PROVIDED MATERIAL:
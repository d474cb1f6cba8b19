use tracing::debug;

/// HTML attribute spellings rewritten to their JSX form.
const ATTRIBUTE_FIXES: &[(&str, &str)] = &[
    (" class=", " className="),
    ("\"class\"", "\"className\""),
    ("'class'", "'className'"),
];

/// Rewrite `class` attribute spellings to `className`. Idempotent.
pub fn fix_attributes(code: &str) -> String {
    let mut out = code.to_string();
    for (from, to) in ATTRIBUTE_FIXES {
        out = out.replace(from, to);
    }
    out
}

/// Drop every line mentioning `import` together with a denylisted library.
/// Returns the kept text and the dropped lines.
///
/// Matching is plain substring matching, so a comment such as
/// `// import nothing from antd` is dropped as well.
pub fn filter_imports<S: AsRef<str>>(code: &str, denylist: &[S]) -> (String, Vec<String>) {
    let mut kept = Vec::new();
    let mut dropped = Vec::new();

    for line in code.lines() {
        let denied = line.contains("import") && denylist.iter().any(|d| line.contains(d.as_ref()));
        if denied {
            debug!("Dropping import: {}", line.trim());
            dropped.push(line.to_string());
        } else {
            kept.push(line);
        }
    }

    (kept.join("\n"), dropped)
}

/// Attribute fixes followed by the import filter.
pub fn sanitize_code<S: AsRef<str>>(code: &str, denylist: &[S]) -> (String, Vec<String>) {
    if code.is_empty() {
        return (String::new(), Vec::new());
    }
    filter_imports(&fix_attributes(code), denylist)
}

// ── Tests ──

TASK TO COMPLETE: The required answer is the exact run of lines above starting at the line with "const ATTRIBUTE_FIXES: &[(&str, &str)]" and ending at the line with "the import filter.", with both ends present.

ANSWER TO THIS TASK:
const ATTRIBUTE_FIXES: &[(&str, &str)] = &[
    (" class=", " className="),
    ("\"class\"", "\"className\""),
    ("'class'", "'className'"),
];

/// Rewrite `class` attribute spellings to `className`. Idempotent.
pub fn fix_attributes(code: &str) -> String {
    let mut out = code.to_string();
    for (from, to) in ATTRIBUTE_FIXES {
        out = out.replace(from, to);
    }
    out
}

/// Drop every line mentioning `import` together with a denylisted library.
/// Returns the kept text and the dropped lines.
///
/// Matching is plain substring matching, so a comment such as
/// `// import nothing from antd` is dropped as well.
pub fn filter_imports<S: AsRef<str>>(code: &str, denylist: &[S]) -> (String, Vec<String>) {
    let mut kept = Vec::new();
    let mut dropped = Vec::new();

    for line in code.lines() {
        let denied = line.contains("import") && denylist.iter().any(|d| line.contains(d.as_ref()));
        if denied {
            debug!("Dropping import: {}", line.trim());
            dropped.push(line.to_string());
        } else {
            kept.push(line);
        }
    }

    (kept.join("\n"), dropped)
}

/// Attribute fixes followed by the import filter.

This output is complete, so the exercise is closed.